Nevertheless, as is usually the case when the church adapts a secular idea, many Christians who make New Year’s Resolutions actually follow the secular practice. Being gospel presumptive, they’ve forgotten or were never taught that not only is salvation by the gospel alone, but so is growth in the Christian life (Col 2:6-7). Relying on self-help effort to grow in Christ, they’ve forgotten or never learned that there is no power for lasting change in their own efforts (Joh 6:63). Even with Jesus’ name on their lips and the intention to serve him in their hearts, Christians who rely on self-help techniques such as New Year’s Resolutions have forgotten or never learned that the Christian life is only lived by faith through the Spirit, not by flesh through self (2 Cor 5:7).

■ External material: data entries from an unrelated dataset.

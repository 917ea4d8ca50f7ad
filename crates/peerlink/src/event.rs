//! Inbound event types
//!
//! Everything the orchestrator reacts to arrives as an [`Inbound`] value on one
//! queue: notifications raised by the signaling transport and completions of
//! local media capture. Events for one channel or call are handled in the
//! order they were raised.

use crate::media::MediaStream;
use crate::Result;
use bytes::Bytes;
use tokio::sync::mpsc;

/// Rendezvous identifier of a peer (opaque printable text)
pub type PeerId = String;

/// Transport-assigned identifier of a data channel
pub type ChannelId = String;

/// Transport-assigned identifier of a media call
pub type CallId = String;

/// Events raised for one data channel
#[derive(Debug)]
pub enum DataChannelEvent {
    /// The channel can carry payload
    Opened,
    /// A payload arrived from the remote side
    PayloadReceived(Bytes),
    /// The channel was closed by the remote side or the transport
    Closed,
}

/// Events raised for one media call
#[derive(Debug)]
pub enum MediaCallEvent {
    /// A remote peer offers a call
    IncomingOffer {
        /// Caller identity
        remote: PeerId,
    },
    /// The remote audio/video stream is available
    RemoteStreamReady(MediaStream),
    /// The call transport failed
    Error(String),
    /// The remote side closed the call
    Closed,
}

/// Notifications produced by the signaling transport
#[derive(Debug)]
pub enum TransportEvent {
    /// Registration finished; carries the assigned identity
    Open(PeerId),
    /// A remote peer opened a data channel to us
    Connection {
        /// New channel
        channel: ChannelId,
        /// Peer on the other end
        remote: PeerId,
    },
    /// Event for an existing data channel
    Channel {
        /// Channel the event belongs to
        channel: ChannelId,
        /// What happened
        event: DataChannelEvent,
    },
    /// Event for a media call
    Media {
        /// Call the event belongs to
        call: CallId,
        /// What happened
        event: MediaCallEvent,
    },
}

/// Result of a local media capture request
#[derive(Debug)]
pub struct CaptureOutcome {
    /// Call attempt that requested the capture
    pub attempt: u64,
    /// Captured stream or the reason capture failed
    pub result: Result<MediaStream>,
}

/// Anything the orchestrator reacts to
#[derive(Debug)]
pub enum Inbound {
    /// Signaling transport notification
    Transport(TransportEvent),
    /// Media capture finished
    Capture(CaptureOutcome),
}

impl From<TransportEvent> for Inbound {
    fn from(event: TransportEvent) -> Self {
        Inbound::Transport(event)
    }
}

/// Sending side of the orchestrator's inbound queue
///
/// Handed to the signaling transport at registration; cloning is cheap.
#[derive(Debug, Clone)]
pub struct EventSink {
    tx: mpsc::UnboundedSender<Inbound>,
}

impl EventSink {
    pub(crate) fn new(tx: mpsc::UnboundedSender<Inbound>) -> Self {
        Self { tx }
    }

    /// Create a sink together with its receiving end
    pub fn channel() -> (Self, mpsc::UnboundedReceiver<Inbound>) {
        let (tx, rx) = mpsc::unbounded_channel();
        (Self::new(tx), rx)
    }

    /// Deliver a transport event; returns false once the orchestrator is gone
    pub fn emit(&self, event: TransportEvent) -> bool {
        self.tx.send(Inbound::Transport(event)).is_ok()
    }

    pub(crate) fn capture_completed(&self, attempt: u64, result: Result<MediaStream>) -> bool {
        self.tx
            .send(Inbound::Capture(CaptureOutcome { attempt, result }))
            .is_ok()
    }

    /// Whether the receiving orchestrator has been dropped
    pub fn is_closed(&self) -> bool {
        self.tx.is_closed()
    }
}
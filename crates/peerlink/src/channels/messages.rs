//! Message log

use serde::{Deserialize, Serialize};

/// Which side produced a message
#[derive(Debug, Clone, Copy, PartialEq, Eq, Serialize, Deserialize)]
#[serde(rename_all = "lowercase")]
pub enum Origin {
    /// Sent from this process
    Local,
    /// Received from the remote peer
    Remote,
}

/// One entry of the message log
#[derive(Debug, Clone, PartialEq, Eq, Serialize, Deserialize)]
pub struct Message {
    /// 1-based position in the log, assigned at append time
    pub sequence: u64,
    /// Producer of the message
    pub origin: Origin,
    /// Message text
    pub payload: String,
}

/// Append-only, ordered message record
#[derive(Debug, Default)]
pub struct MessageLog {
    messages: Vec<Message>,
    next_sequence: u64,
}

impl MessageLog {
    /// Empty log
    pub fn new() -> Self {
        Self {
            messages: Vec::new(),
            next_sequence: 1,
        }
    }

    /// Append a message, assigning the next sequence number
    pub fn append(&mut self, origin: Origin, payload: impl Into<String>) -> &Message {
        // Default-constructed logs start at zero
        let sequence = self.next_sequence.max(1);
        self.next_sequence = sequence + 1;

        self.messages.push(Message {
            sequence,
            origin,
            payload: payload.into(),
        });
        &self.messages[self.messages.len() - 1]
    }

    /// All messages in append order
    pub fn messages(&self) -> &[Message] {
        &self.messages
    }

    /// Number of messages
    pub fn len(&self) -> usize {
        self.messages.len()
    }

    /// Whether the log is empty
    pub fn is_empty(&self) -> bool {
        self.messages.is_empty()
    }
}

#[cfg(test)]
mod tests {
    use super::*;

    #[test]
    fn test_sequence_is_independent_of_origin() {
        let mut log = MessageLog::new();
        log.append(Origin::Local, "a");
        log.append(Origin::Remote, "b");
        log.append(Origin::Remote, "c");
        log.append(Origin::Local, "d");

        let sequences: Vec<u64> = log.messages().iter().map(|m| m.sequence).collect();
        assert_eq!(sequences, vec![1, 2, 3, 4]);
        assert_eq!(log.messages()[1].origin, Origin::Remote);
    }

    #[test]
    fn test_default_log_starts_at_one() {
        let mut log = MessageLog::default();
        assert!(log.is_empty());
        assert_eq!(log.append(Origin::Local, "x").sequence, 1);
        assert_eq!(log.append(Origin::Local, "y").sequence, 2);
        assert_eq!(log.len(), 2);
    }

    #[test]
    fn test_message_serialization() {
        let mut log = MessageLog::new();
        let message = log.append(Origin::Remote, "hello").clone();

        let json = serde_json::to_string(&message).unwrap();
        assert!(json.contains("\"origin\":\"remote\""));
        let back: Message = serde_json::from_str(&json).unwrap();
        assert_eq!(back, message);
    }
}
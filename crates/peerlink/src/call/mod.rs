//! Media call management
//!
//! Handles the single live audio/video call, including the accept/reject gate
//! for inbound offers.

mod media_call;

pub use media_call::{CallDecider, CallDirection, CallState, IncomingCall, MediaCall, MediaCallManager};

So, with my brother, I say, “Praise God! And good riddance!” to the custom of making New Year’s Resolutions.

Do Make New Year’s Prayers

Now, lest you think I’ve left the poor baby hanging by his fingernails on the window ledge in throwing the New Year’s Resolution bathwater out the window, I do think making a biblical resolution is a healthy discipleship practice. For example, Daniel and his three friends resolved not to break their faith in God by disobeying through eating King Nebuchadnezzer’s food (Dan 1:8). Paul made a resolution to travel to Jerusalem (Acts 19:21), a resolution he kept even after being told he would face persecution (Acts 21:10-14). Finally, the Scriptures themselves urge on us the practice of making resolutions as part of our discipleship:

To this end we always pray for you, that our God may make you worthy of his calling and may fulfill every resolve for good and every work of faith by his power, so that the name of our Lord Jesus may be glorified in you, and you in him, according to the grace of our God and the Lord Jesus Christ. 2 Th 1:11-12, emphasis added

If we begin with a firm commitment to the sovereignty of God, recognize that our role is to express our God-given repentance and faith, want to achieve something which will glorify God, and rely on the Holy Spirit to be the presence whose power transforms us, then resolving to grow in Christ is actually a very spiritually healthy thing. Indeed, as we consider Paul’s admonition here for resolutions that are good works of faith by the Spirit’s power, and as we consider the generally weak and anemic condition of many Christians’ lives, we might even conclude that we need to make more such resolutions (1 Pt 4:7)!!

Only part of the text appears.